Retour sur les débuts du Comité Catholique International pour les Tsiganes

Situer le CCIT: son histoire, sa spiritualité
Elisa et Léon Tambour

Le 25 janvier 1976, neuf personnes de quatre pays différents se sont réunies à Paris pour présenter l’Évangile aux Zigans, qui commençaient à connaître le pentecôtisme à côté de la présence traditionnelle de l’Église catholique. Il s’agissait d’une rencontre informelle, qui a été suivie de beaucoup d’autres, jusqu’à aujourd’hui, où le CCIT réunit habituellement plus d’une centaine de personnes, appartenant à une vingtaine de pays européens. Son organisateur était Yoskà, c’est-à-dire l’abbé André Barthélemy, et avec lui un couple de Belges, Elisa et Léon Tambour : c’est ainsi que le groupe est né francophone ! Yoska nous a quittés en 1991, à l’âge de 76 ans. Elisa [et Léon, que nous a quittés en 2021] nous suivent depuis la Belgique, pour des raisons de santé. Mais leur présence est toujours vivante parmi nous.

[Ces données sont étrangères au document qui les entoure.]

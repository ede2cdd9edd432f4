use chrono::{DateTime, Utc};
use serde::{Deserialize, Serialize};
use utoipa::ToSchema;
use validator::Validate;

#[derive(Debug, Deserialize, Validate, ToSchema)]
pub struct CreateAppointmentRequest {
    #[validate(range(min = 1))]
    pub provider_id: i64,
    /// ISO-8601 date-time; truncated to the start of its hour on save.
    #[validate(length(min = 1))]
    pub date: String,
}

#[derive(Debug, Serialize, ToSchema)]
pub struct AvatarResponse {
    pub id: i64,
    pub path: String,
    pub url: String,
}

#[derive(Debug, Serialize, ToSchema)]
pub struct ProviderSummary {
    pub id: i64,
    pub name: String,
    pub avatar: Option<AvatarResponse>,
}

/// One row of the listing: the appointment plus a shallow join of the
/// provider's name and avatar.
#[derive(Debug, Serialize, ToSchema)]
pub struct AppointmentSummary {
    pub id: i64,
    pub date: DateTime<Utc>,
    pub provider: ProviderSummary,
}
//! Model resource lifecycle
//!
//! A worker process loads its tokenizer and causal language model once and
//! reuses the handle for every row of every partition it executes.
//! [`ModelResource::acquire`] is the only way to obtain the handle; the
//! first caller constructs it under a lock, concurrent first callers wait and
//! observe the same handle.

use crate::llama::CandleLoader;
use lazy_static::lazy_static;
use parking_lot::Mutex;
use std::sync::atomic::{AtomicUsize, Ordering};
use std::sync::Arc;
use std::time::Instant;
use swefix_common::{GenerationConfig, Result, SwefixError, METRICS};
use tracing::{error, info, warn};

/// Tokenizer bound to a model location
pub trait TextTokenizer: Send + Sync {
    /// Encode text into a single sequence of token ids
    fn encode(&self, text: &str) -> Result<Vec<u32>>;

    /// Decode token ids back into text
    fn decode(&self, ids: &[u32], skip_special_tokens: bool) -> Result<String>;

    /// End-of-sequence token id
    fn eos_token_id(&self) -> u32;

    /// Padding token id (defaults to the end-of-sequence token)
    fn pad_token_id(&self) -> u32 {
        self.eos_token_id()
    }
}

/// Per-call sampling parameters
#[derive(Debug, Clone, PartialEq)]
pub struct SamplingParams {
    pub max_new_tokens: usize,
    pub temperature: f64,
    pub top_p: f64,
    pub num_return_sequences: usize,
    pub seed: u64,

    /// Generation stops after emitting this token
    pub eos_token_id: u32,

    /// Padding token, as configured on the tokenizer
    ///
    /// Prompts are generated one sequence at a time, so no padding is ever
    /// inserted. Batched backends use it to right-pad shorter prompts.
    pub pad_token_id: u32,
}

impl SamplingParams {
    pub fn from_config(config: &GenerationConfig, tokenizer: &dyn TextTokenizer) -> Self {
        Self {
            max_new_tokens: config.max_new_tokens,
            temperature: config.temperature,
            top_p: config.top_p,
            num_return_sequences: config.num_return_sequences,
            seed: config.seed,
            eos_token_id: tokenizer.eos_token_id(),
            pad_token_id: tokenizer.pad_token_id(),
        }
    }
}

/// Autoregressive language model in inference mode
pub trait CausalLm: Send + Sync {
    /// Generate continuations of `input_ids`
    ///
    /// Returns `num_return_sequences` sequences, each starting with the
    /// input tokens followed by the generated ones. No state is retained
    /// between calls.
    fn generate(&self, input_ids: &[u32], params: &SamplingParams) -> Result<Vec<Vec<u32>>>;
}

/// Loaded tokenizer + model pair
pub struct ModelHandle {
    /// Location the handle was loaded from
    pub location: String,

    pub tokenizer: Box<dyn TextTokenizer>,

    pub model: Box<dyn CausalLm>,
}

impl std::fmt::Debug for ModelHandle {
    fn fmt(&self, f: &mut std::fmt::Formatter<'_>) -> std::fmt::Result {
        f.debug_struct("ModelHandle")
            .field("location", &self.location)
            .finish_non_exhaustive()
    }
}

/// Strategy constructing a [`ModelHandle`] from configuration
pub trait ModelLoader: Send + Sync {
    fn load(&self, config: &GenerationConfig) -> Result<ModelHandle>;
}

/// Lazily-initialized, memoized model handle
pub struct ModelResource {
    loader: Box<dyn ModelLoader>,

    /// Outcome of the one load attempt; the lock also serializes it
    slot: Mutex<Option<std::result::Result<Arc<ModelHandle>, String>>>,

    /// Number of successful constructions
    loads: AtomicUsize,
}

impl ModelResource {
    /// Create an empty resource; nothing is loaded until [`acquire`](Self::acquire)
    pub fn new(loader: Box<dyn ModelLoader>) -> Self {
        Self {
            loader,
            slot: Mutex::new(None),
            loads: AtomicUsize::new(0),
        }
    }

    /// Get the handle, constructing it on first use
    ///
    /// The loader runs at most once. A load failure is fatal for the worker:
    /// it is returned to the first caller and every later caller gets a
    /// [`SwefixError::Model`] carrying the same cause without reloading.
    pub fn acquire(&self, config: &GenerationConfig) -> Result<Arc<ModelHandle>> {
        let mut slot = self.slot.lock();

        match slot.as_ref() {
            Some(Ok(handle)) => {
                if handle.location != config.model_location {
                    warn!(
                        "Model already loaded from {}, ignoring requested location {}",
                        handle.location, config.model_location
                    );
                }
                return Ok(Arc::clone(handle));
            }
            Some(Err(cause)) => {
                return Err(SwefixError::model(format!("earlier load failed: {}", cause)));
            }
            None => {}
        }

        info!("Loading model from {}", config.model_location);
        let start = Instant::now();

        let handle = match self.loader.load(config) {
            Ok(handle) => Arc::new(handle),
            Err(e) => {
                error!("Failed to load model from {}: {}", config.model_location, e);
                let cause = match &e {
                    SwefixError::Model(msg) => msg.clone(),
                    other => other.to_string(),
                };
                *slot = Some(Err(cause));
                return Err(e);
            }
        };

        let elapsed = start.elapsed();
        METRICS.worker.model_loads_total.inc();
        METRICS.worker.model_load_duration.observe(elapsed.as_secs_f64());
        self.loads.fetch_add(1, Ordering::SeqCst);

        info!("Model loaded from {} in {:?}", handle.location, elapsed);

        *slot = Some(Ok(Arc::clone(&handle)));
        Ok(handle)
    }

    /// Whether the handle has been constructed
    pub fn is_loaded(&self) -> bool {
        matches!(*self.slot.lock(), Some(Ok(_)))
    }

    /// Number of successful constructions (0 or 1)
    pub fn load_count(&self) -> usize {
        self.loads.load(Ordering::SeqCst)
    }
}

lazy_static! {
    /// Process-wide model resource backed by candle
    static ref WORKER_MODEL: ModelResource = ModelResource::new(Box::new(CandleLoader::default()));
}

/// The model resource of this worker process
pub fn worker_model() -> &'static ModelResource {
    &WORKER_MODEL
}


#[cfg(test)]
mod tests {
    use super::testing::*;
    use super::*;

    #[test]
    fn test_acquire_is_idempotent() {
        let loader = CountingLoader::new();
        let loads = Arc::clone(&loader.loads);
        let resource = ModelResource::new(Box::new(loader));
        let config = GenerationConfig::new("/models/fake");

        assert!(!resource.is_loaded());

        let first = resource.acquire(&config).unwrap();
        let second = resource.acquire(&config).unwrap();

        assert!(Arc::ptr_eq(&first, &second));
        assert_eq!(loads.load(Ordering::SeqCst), 1);
        assert_eq!(resource.load_count(), 1);
        assert!(resource.is_loaded());
    }

    #[test]
    fn test_concurrent_first_acquire_loads_once() {
        let loader = CountingLoader::new();
        let loads = Arc::clone(&loader.loads);
        let resource = Arc::new(ModelResource::new(Box::new(loader)));
        let config = GenerationConfig::new("/models/fake");

        let handles: Vec<_> = (0..8)
            .map(|_| {
                let resource = Arc::clone(&resource);
                let config = config.clone();
                std::thread::spawn(move || resource.acquire(&config).unwrap())
            })
            .collect();

        let acquired: Vec<Arc<ModelHandle>> =
            handles.into_iter().map(|h| h.join().unwrap()).collect();

        assert_eq!(loads.load(Ordering::SeqCst), 1);
        assert!(acquired.iter().all(|h| Arc::ptr_eq(h, &acquired[0])));
    }

    #[test]
    fn test_failed_load_is_remembered() {
        let mut loader = CountingLoader::new();
        loader.fail = true;
        let loads = Arc::clone(&loader.loads);
        let resource = ModelResource::new(Box::new(loader));
        let config = GenerationConfig::new("/missing/model");

        let err = resource.acquire(&config).unwrap_err();

        assert!(err.to_string().contains("/missing/model"));
        assert_eq!(err.scope(), swefix_common::ErrorScope::Process);
        assert!(!resource.is_loaded());

        let again = resource.acquire(&config).unwrap_err();
        assert!(matches!(again, SwefixError::Model(_)));
        assert!(again.to_string().contains("no weights at /missing/model"));
        assert_eq!(loads.load(Ordering::SeqCst), 1);
        assert_eq!(resource.load_count(), 0);
    }

    #[test]
    fn test_concurrent_callers_share_one_failed_load() {
        let mut loader = CountingLoader::new();
        loader.fail = true;
        let loads = Arc::clone(&loader.loads);
        let resource = Arc::new(ModelResource::new(Box::new(loader)));
        let config = GenerationConfig::new("/corrupt/model");

        let handles: Vec<_> = (0..8)
            .map(|_| {
                let resource = Arc::clone(&resource);
                let config = config.clone();
                std::thread::spawn(move || resource.acquire(&config).is_err())
            })
            .collect();

        assert!(handles.into_iter().all(|h| h.join().unwrap()));
        assert_eq!(loads.load(Ordering::SeqCst), 1);
    }

    #[test]
    fn test_sampling_params_use_eos_as_pad() {
        let config = GenerationConfig::default();
        let params = SamplingParams::from_config(&config, &ByteTokenizer);

        assert_eq!(params.pad_token_id, EOS);
        assert_eq!(params.eos_token_id, EOS);
        assert_eq!(params.max_new_tokens, 512);
    }

    struct PaddedTokenizer;

    impl TextTokenizer for PaddedTokenizer {
        fn encode(&self, text: &str) -> Result<Vec<u32>> {
            ByteTokenizer.encode(text)
        }

        fn decode(&self, ids: &[u32], skip_special_tokens: bool) -> Result<String> {
            ByteTokenizer.decode(ids, skip_special_tokens)
        }

        fn eos_token_id(&self) -> u32 {
            EOS
        }

        fn pad_token_id(&self) -> u32 {
            7
        }
    }

    #[test]
    fn test_sampling_params_keep_tokenizer_pad() {
        let params = SamplingParams::from_config(&GenerationConfig::default(), &PaddedTokenizer);

        assert_eq!(params.pad_token_id, 7);
        assert_eq!(params.eos_token_id, EOS);
    }
}
//! Common error types for SweFix
//!
//! This module defines all error types used across the SweFix system.
//! Every error knows the granularity at which it must be handled (see
//! [`ErrorScope`]), so callers can decide whether to contain or escalate it.

use std::path::PathBuf;
use thiserror::Error;

/// Main error type for SweFix
#[derive(Error, Debug)]
pub enum SwefixError {
    /// Configuration errors
    #[error("Configuration error: {0}")]
    Config(String),

    /// Model or tokenizer loading errors
    #[error("Model error: {0}")]
    Model(String),

    /// Tokenization / decoding errors for a single prompt
    #[error("Tokenizer error: {0}")]
    Tokenizer(String),

    /// Generation errors for a single prompt
    #[error("Generation error: {0}")]
    Generation(String),

    /// Input dataset could not be read or is malformed
    #[error("Dataset error: {0}")]
    Dataset(String),

    /// Input dataset lacks required columns
    #[error("Dataset is missing required columns: {missing:?}. Found columns: {found:?}")]
    MissingColumns {
        missing: Vec<String>,
        found: Vec<String>,
    },

    /// Result destination could not be written
    #[error("Failed to write results to {}: {cause}", destination.display())]
    Storage {
        destination: PathBuf,
        cause: String,
    },

    /// I/O errors
    #[error("I/O error: {0}")]
    Io(#[from] std::io::Error),

    /// Serialization/deserialization errors
    #[error("Serialization error: {0}")]
    Serialization(#[from] serde_json::Error),

    /// Invalid input
    #[error("Invalid input: {0}")]
    InvalidInput(String),

    /// Generic internal error
    #[error("Internal error: {0}")]
    Internal(String),
}

/// Granularity at which an error must be handled
#[derive(Debug, Clone, Copy, PartialEq, Eq)]
pub enum ErrorScope {
    /// Worker cannot process any row (model/tokenizer failed to load)
    Process,

    /// Whole job must abort before generation starts
    Job,

    /// Only the current row is affected; processing continues
    Row,

    /// Results were produced but could not be persisted
    Output,
}

impl SwefixError {
    /// Granularity this error escalates to
    pub fn scope(&self) -> ErrorScope {
        match self {
            SwefixError::Model(_) => ErrorScope::Process,
            SwefixError::Tokenizer(_) | SwefixError::Generation(_) => ErrorScope::Row,
            SwefixError::Storage { .. } => ErrorScope::Output,
            SwefixError::Config(_)
            | SwefixError::Dataset(_)
            | SwefixError::MissingColumns { .. }
            | SwefixError::Io(_)
            | SwefixError::Serialization(_)
            | SwefixError::InvalidInput(_)
            | SwefixError::Internal(_) => ErrorScope::Job,
        }
    }

    /// Process exit code for a job that failed with this error
    pub fn exit_code(&self) -> i32 {
        match self.scope() {
            ErrorScope::Output => 2,
            _ => 1,
        }
    }

    /// Create a configuration error
    pub fn config(msg: impl Into<String>) -> Self {
        SwefixError::Config(msg.into())
    }

    /// Create a model error
    pub fn model(msg: impl Into<String>) -> Self {
        SwefixError::Model(msg.into())
    }

    /// Create a tokenizer error
    pub fn tokenizer(msg: impl Into<String>) -> Self {
        SwefixError::Tokenizer(msg.into())
    }

    /// Create a generation error
    pub fn generation(msg: impl Into<String>) -> Self {
        SwefixError::Generation(msg.into())
    }

    /// Create a dataset error
    pub fn dataset(msg: impl Into<String>) -> Self {
        SwefixError::Dataset(msg.into())
    }

    /// Create a storage error for a destination
    pub fn storage(destination: impl Into<PathBuf>, cause: impl ToString) -> Self {
        SwefixError::Storage {
            destination: destination.into(),
            cause: cause.to_string(),
        }
    }

    /// Create an invalid input error
    pub fn invalid_input(msg: impl Into<String>) -> Self {
        SwefixError::InvalidInput(msg.into())
    }

    /// Create an internal error
    pub fn internal(msg: impl Into<String>) -> Self {
        SwefixError::Internal(msg.into())
    }
}

/// Result type alias for SweFix operations
pub type Result<T> = std::result::Result<T, SwefixError>;

#[cfg(test)]
mod tests {
    use super::*;

    #[test]
    fn test_error_scopes() {
        assert_eq!(SwefixError::model("bad weights").scope(), ErrorScope::Process);
        assert_eq!(SwefixError::generation("oom").scope(), ErrorScope::Row);
        assert_eq!(SwefixError::tokenizer("bad utf8").scope(), ErrorScope::Row);
        assert_eq!(SwefixError::storage("/out", "disk full").scope(), ErrorScope::Output);
        assert_eq!(SwefixError::dataset("no files").scope(), ErrorScope::Job);
    }

    #[test]
    fn test_storage_error_mentions_destination_and_cause() {
        let err = SwefixError::storage("/bucket/results_test", "permission denied");
        let msg = err.to_string();

        assert!(msg.contains("/bucket/results_test"));
        assert!(msg.contains("permission denied"));
        assert_eq!(err.exit_code(), 2);
    }

    #[test]
    fn test_missing_columns_message() {
        let err = SwefixError::MissingColumns {
            missing: vec!["problem_statement".to_string()],
            found: vec!["instance_id".to_string(), "repo".to_string()],
        };

        assert!(err.to_string().contains("problem_statement"));
        assert_eq!(err.exit_code(), 1);
    }
}
//! SweFix common library
//!
//! This crate contains shared code used across SweFix components.

pub mod config;
pub mod error;
pub mod metrics;
pub mod record;

// Re-export commonly used types
pub use config::{DatasetSplit, GenerationConfig, JobConfig};
pub use error::{ErrorScope, Result, SwefixError};
pub use metrics::{LatencyTimer, MetricsRegistry, METRICS};
pub use record::{Completion, PromptRow, ResultRecord, Task};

Les débuts, dans l’enthousiasme du Conseil, étaient donc informels et spontanés, joyeux et fraternels, et ces caractéristiques nous accompagnent encore aujourd’hui, même si nous sommes plus structurés qu’à l’époque.

Une caractéristique a marqué les premières années : le souci des pays d’Europe centrale et orientale, où la situation de l’Eglise et des Tsiganes (plus nombreux dans ces territoires !) était particulièrement difficile en raison du communisme et de l’inaccessibilité imposée par le régime.

Des voyages semi-clandestins dans ces pays ont permis de créer des contacts qui ont été suivis, anticipant avec espoir – premiers participants de l’Est en 1982 ! – ce qui est aujourd’hui une réalité. L’association est catholique, mais animée d’un esprit œcuménique ; dans de nombreux pays, elle est étroitement liée à l’action pastorale de l’Eglise, tout en étant ouverte à l’adhésion libre et laïque. Elle conserve le nom « Tsiganes » dans sa dénomination, bien qu’il ne soit pas apprécié dans tous les contextes linguistiques, et préfère être appelée « Roms », qui est également utilisé pour représenter différentes dénominations (Sinti, Manousches, Kalé, etc.).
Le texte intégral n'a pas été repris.